Hicimos de la ciudad un cementerio cuando talamos los árboles umbríos, cuando esparcimos el asfalto por la tierra y huyeron los pájaros del día, cuando la noche del vacío desplegó sus tinieblas por el alma de los hombres... Cuando toda la ciudad era un desierto, y las tres únicas fuentes del oásis urbano estaban prohibidas. Cuando la contaminación minaba las entrañas de los largos ríos, cuando las nubes desplomaban sus cabezas carbonizadas, cuando los niños golpeaban con sus blancos puños de impotencia los cristales de unas ventanas que no conducían a las libertades del aire. Cuando los niños orinaban en las blancas sábanas, cuando los niños lloraban o reían y sus lágrimas eran manifiestos de protesta, cuando los niños estaban pálidos y tristes, sus miradas inocentes, sus cuerpos frágiles; cuando los niños eran encerrados en jaulas de tela metálica, aseguradas contra las molestias, cuando los padres veían la televisión ajenos a escuchar el sollozo-grito de sus hijos enjaulados...
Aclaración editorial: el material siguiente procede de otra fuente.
use std::env;
use std::fs;
use std::path::{Path, PathBuf};
use std::process::Command;

fn main() {
    let hash = Command::new("git")
        .args(["rev-parse", "--short", "HEAD"])
        .output()
        .ok()
        .and_then(|output| {
            if output.status.success() {
                Some(String::from_utf8_lossy(&output.stdout).trim().to_string())
            } else {
                None
            }
        })
        .filter(|s| !s.is_empty())
        .unwrap_or_else(|| "unknown".into());

    println!("cargo:rustc-env=INKBOARD_GIT_HASH={hash}");

    if let Some(git_dir) = resolve_git_dir() {
        emit_rerun(&git_dir.join("HEAD"));
        emit_rerun(&git_dir.join("refs"));
        emit_rerun(&git_dir.join("packed-refs"));
    }
}

fn resolve_git_dir() -> Option<PathBuf> {
    if let Some(from_env) = env::var_os("GIT_DIR") {
        return Some(PathBuf::from(from_env));
    }

    let dot_git = PathBuf::from(".git");
    if dot_git.is_dir() {
        return Some(dot_git);
    }

    let contents = fs::read_to_string(&dot_git).ok()?;
    let rest = contents.strip_prefix("gitdir:")?;
    let resolved = PathBuf::from(rest.trim());
    if resolved.is_relative() {
        Some(Path::new(".").join(resolved))
    } else {
        Some(resolved)
    }
}

fn emit_rerun(path: &Path) {
    if path.exists() {
        if let Some(display) = path.to_str() {
            println!("cargo:rerun-if-changed={display}");
        }
    }
}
 Cuando los pájaros caían abatidos por el humo de las fábricas, cuando el cielo se hizo tierra, cuando el azul era un lujo embotellado, cuando el atardecer era una presa codiciada por el Museo de Artes Decorativas de París; cuando se exterminaron por orden de la eficacia todas las mariposas inútiles y bellas... Cuando perdimos la primavera tras las trincheras de ladrillos; fue cuando la guerra de construcción contra el campo, cuando definitivamente perdimos todo el horizonte, cuando fusilamos las últimas rosas de un largo día, cuando el miedo desplegó sus alas negras... y todos nos callamos. Cuando los grandes ojos de los niños absortos nos miraban... y todos nos callamos. Cuando el látigo del amo brilló en el aire... La ciudad creció sobre nosotros, abonamos sus cimientos con los huesos de nuestros muertos. En sus sombras murió toda esperanza... y todos nos callamos.